В детской онкологии мы были как одна большая семья, - рассказывает Инна Курс. - И хотя материальное в случае с больными раком детьми очень значимо, но помощь - это не только деньги. Я решила, что буду оказывать посильную помощь всем, кто попал в такую ситуацию. А после того, как похоронили Димочку Шаврина и Антошку Тимченко, мне мамы сказали: «Инна, ты сама в нужде, вам нужна помощь!» И была организована акция по сбору средств для Алены. Благодарна Ирине Крукович, председателю Солигорской районной организации ОО «Белорусский фонд мира», когда я пришла в ФОК, где проводилось мероприятие, не передать, что со мной было, ко мне подходили люди, рассказывали свои истории. А потом про Алену вышла статья, и мне звонили (с некоторыми мы и сейчас дружим, стали близкими), приходили незнакомые люди из соседних домов, а я стояла и плакала. Иконочки несли. И это самое сильное - вот такая психологическая поддержка. Да, в мире много равнодушия, но много и тех, кто готов помочь. Даже вот смотрите, я часто собираю нашим деткам лекарства через Интернет, иногда их нет в Беларуси, а можно купить в России, Польше или Германии. И люди отзываются, представляете, незнакомые люди - а иногда меньше суток пройдет - и уже лекарство нашли. Неравнодушные встают рядом с тобой, и ты не можешь отблагодарить каждого.

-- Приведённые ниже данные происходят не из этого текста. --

//! Translatable configuration mapping engine.
//!
//! Groups configuration objects into mapping units translated together,
//! resolves each unit's source language, and walks configuration schema
//! trees to decide translatability. The engine is a synchronous in-process
//! library: routing, access control, forms, and translation-overlay writes
//! belong to the consuming application, which injects its configuration
//! store, schema registry, language directory, and entity-type directory
//! as trait objects.

pub mod definition;
pub mod discovery;
pub mod entity;
pub mod error;
pub mod language;
pub mod mapper;
pub mod registry;
pub mod schema;
pub mod store;

pub use definition::{MapperKind, MappingDefinition, RawMappingDefinition};
pub use discovery::MapperDiscovery;
pub use entity::{ConfigEntity, EntityTypeDirectory, EntityTypeInfo, RequestContext};
pub use error::{MapperError, MapperResult};
pub use language::{Language, LanguageDirectory};
pub use mapper::{ConfigEntityMapper, ConfigMapper, ConfigNamesMapper, MapperDeps, Operation};
pub use registry::MapperRegistry;
pub use schema::{SchemaNode, SchemaRegistry};
pub use store::ConfigStore;
//! Entity handles and entity-type metadata consumed by entity mappers.
//!
//! The engine never loads entities itself. The consuming application
//! resolves an entity (typically from a routed request) and hands it over
//! as an opaque [`ConfigEntity`] handle; entity-type metadata comes from an
//! [`EntityTypeDirectory`] it also owns.

use std::collections::HashMap;
use std::fmt;
use std::sync::Arc;

use serde::{Deserialize, Serialize};

/// A resolved configuration entity handle.
///
/// Only the two facts an entity mapper needs: the machine id (to derive the
/// entity's configuration name) and the display label (to title the
/// translation page).
pub trait ConfigEntity: Send + Sync {
    /// Machine id of the entity.
    fn id(&self) -> &str;

    /// Human-readable display label.
    fn label(&self) -> &str;
}

/// Metadata describing a configuration entity type.
#[derive(Debug, Clone, PartialEq, Serialize, Deserialize)]
pub struct EntityTypeInfo {
    /// Machine id of the entity type (e.g., "menu").
    pub id: String,

    /// Human-readable label (e.g., "Menu").
    pub label: String,

    /// Prefix for configuration names of this type; an entity's
    /// configuration object lives at `<config_prefix>.<entity id>`.
    pub config_prefix: String,
}

impl EntityTypeInfo {
    /// Create entity type metadata.
    pub fn new(
        id: impl Into<String>,
        label: impl Into<String>,
        config_prefix: impl Into<String>,
    ) -> Self {
        Self {
            id: id.into(),
            label: label.into(),
            config_prefix: config_prefix.into(),
        }
    }
}

/// Lookup of entity-type metadata by machine id.
pub trait EntityTypeDirectory: Send + Sync {
    /// The metadata registered for an entity type, if any.
    fn definition(&self, entity_type: &str) -> Option<EntityTypeInfo>;
}

/// Request-scoped attributes handed to [`populate_from_request`].
///
/// Maps entity-type keys to the entity handles the routing layer resolved
/// for the current request. Each request builds its own context; nothing is
/// shared across requests.
///
/// [`populate_from_request`]: crate::mapper::ConfigMapper::populate_from_request
#[derive(Clone, Default)]
pub struct RequestContext {
    entities: HashMap<String, Arc<dyn ConfigEntity>>,
}

impl RequestContext {
    /// Create an empty request context.
    pub fn new() -> Self {
        Self::default()
    }

    /// Attach a resolved entity under an entity-type key.
    pub fn with_entity(mut self, key: impl Into<String>, entity: Arc<dyn ConfigEntity>) -> Self {
        self.insert_entity(key, entity);
        self
    }

    /// Attach a resolved entity under an entity-type key.
    pub fn insert_entity(&mut self, key: impl Into<String>, entity: Arc<dyn ConfigEntity>) {
        self.entities.insert(key.into(), entity);
    }

    /// The resolved entity for an entity-type key, if any.
    pub fn entity(&self, key: &str) -> Option<Arc<dyn ConfigEntity>> {
        self.entities.get(key).cloned()
    }
}

impl fmt::Debug for RequestContext {
    fn fmt(&self, f: &mut fmt::Formatter<'_>) -> fmt::Result {
        f.debug_struct("RequestContext")
            .field("keys", &self.entities.keys().collect::<Vec<_>>())
            .finish()
    }
}

#[cfg(test)]
#[allow(clippy::unwrap_used, clippy::expect_used)]
mod tests {
    use super::*;

    struct Handle {
        id: String,
        label: String,
    }

    impl ConfigEntity for Handle {
        fn id(&self) -> &str {
            &self.id
        }

        fn label(&self) -> &str {
            &self.label
        }
    }

    #[test]
    fn request_context_lookup() {
        let ctx = RequestContext::new().with_entity(
            "menu",
            Arc::new(Handle {
                id: "main".to_string(),
                label: "Main navigation".to_string(),
            }),
        );

        let entity = ctx.entity("menu").unwrap();
        assert_eq!(entity.id(), "main");
        assert_eq!(entity.label(), "Main navigation");
        assert!(ctx.entity("block").is_none());
    }

    #[test]
    fn entity_type_info_round_trip() {
        let info = EntityTypeInfo::new("menu", "Menu", "system.menu");
        let json = serde_json::to_string(&info).unwrap();
        let parsed: EntityTypeInfo = serde_json::from_str(&json).unwrap();
        assert_eq!(parsed, info);
    }
}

Это господь помогает больным детям руками людей. Человек, который делает благое дело, как правило, сделал - и забыл. А тот, кто много разглагольствует, или кичится: я дал! - к тому особое отношение. Знаете, если человек сомневается хоть чуточку - дать или не дать, лучше не давать. Чем потом сидеть и думать, лучше не давать.

Наши дети сильно распестованы, - делится Инна, - и хотя все родители знают, что надо вести с ними себя так, как со здоровыми, но у нас не получается, это происходит незаметно для нас. Мы выворачиваемся наизнанку, чтобы спасти ребенка. Что греха таить, мы не знаем, что будет завтра, мы даже в ремиссии на пороховой бочке. Завтра может и не быть. Я понимаю, что лейкоз - агрессивная форма онкологии, бласты - раковые клетки, имеют свойство прятаться. И когда родитель это осознает, то старается максимально дать ребенку, что только можно. Поэтому у наших детей современные игрушки и гаджеты. В детском саду тоже сложно, иногда не понимают, почему ребенок нервничает, проявляет агрессию, а такие дети были выдернуты из социума, нагрузка на психику была непомерной. Я боюсь и физических нагрузок, между тем Алена уже спрашивает меня: «Почему мне нельзя на танцы?». Онкология до конца не изучена. Никто не знает, что может спровоцировать рецидив. Рецидив - самое страшное в нашей ситуации.

Не обделены ли мои другие дети? Думаю, нет. Мы люди воцерковленные, каждый все понимает. Старшая дочь у меня уже взрослая, у нее двое деток, а сын Максим живет с нами. Ему было 9 лет, когда Алене поставили диагноз. С ним была моя мама, когда они приехали нас проведать, я поговорила с ним по-взрослому. Сказала: «Сынок, Алена сильно заболела, эта болезнь смертельная, ты мужчина. Мы несем ответственность, мы вместе, мы семья». Сын вырос самостоятельным, он учится в 14 школе, туда же пойдет в сентябре и Алена. Дети есть дети, у них бывает всякое, споры, ссоры, но они любят друг друга.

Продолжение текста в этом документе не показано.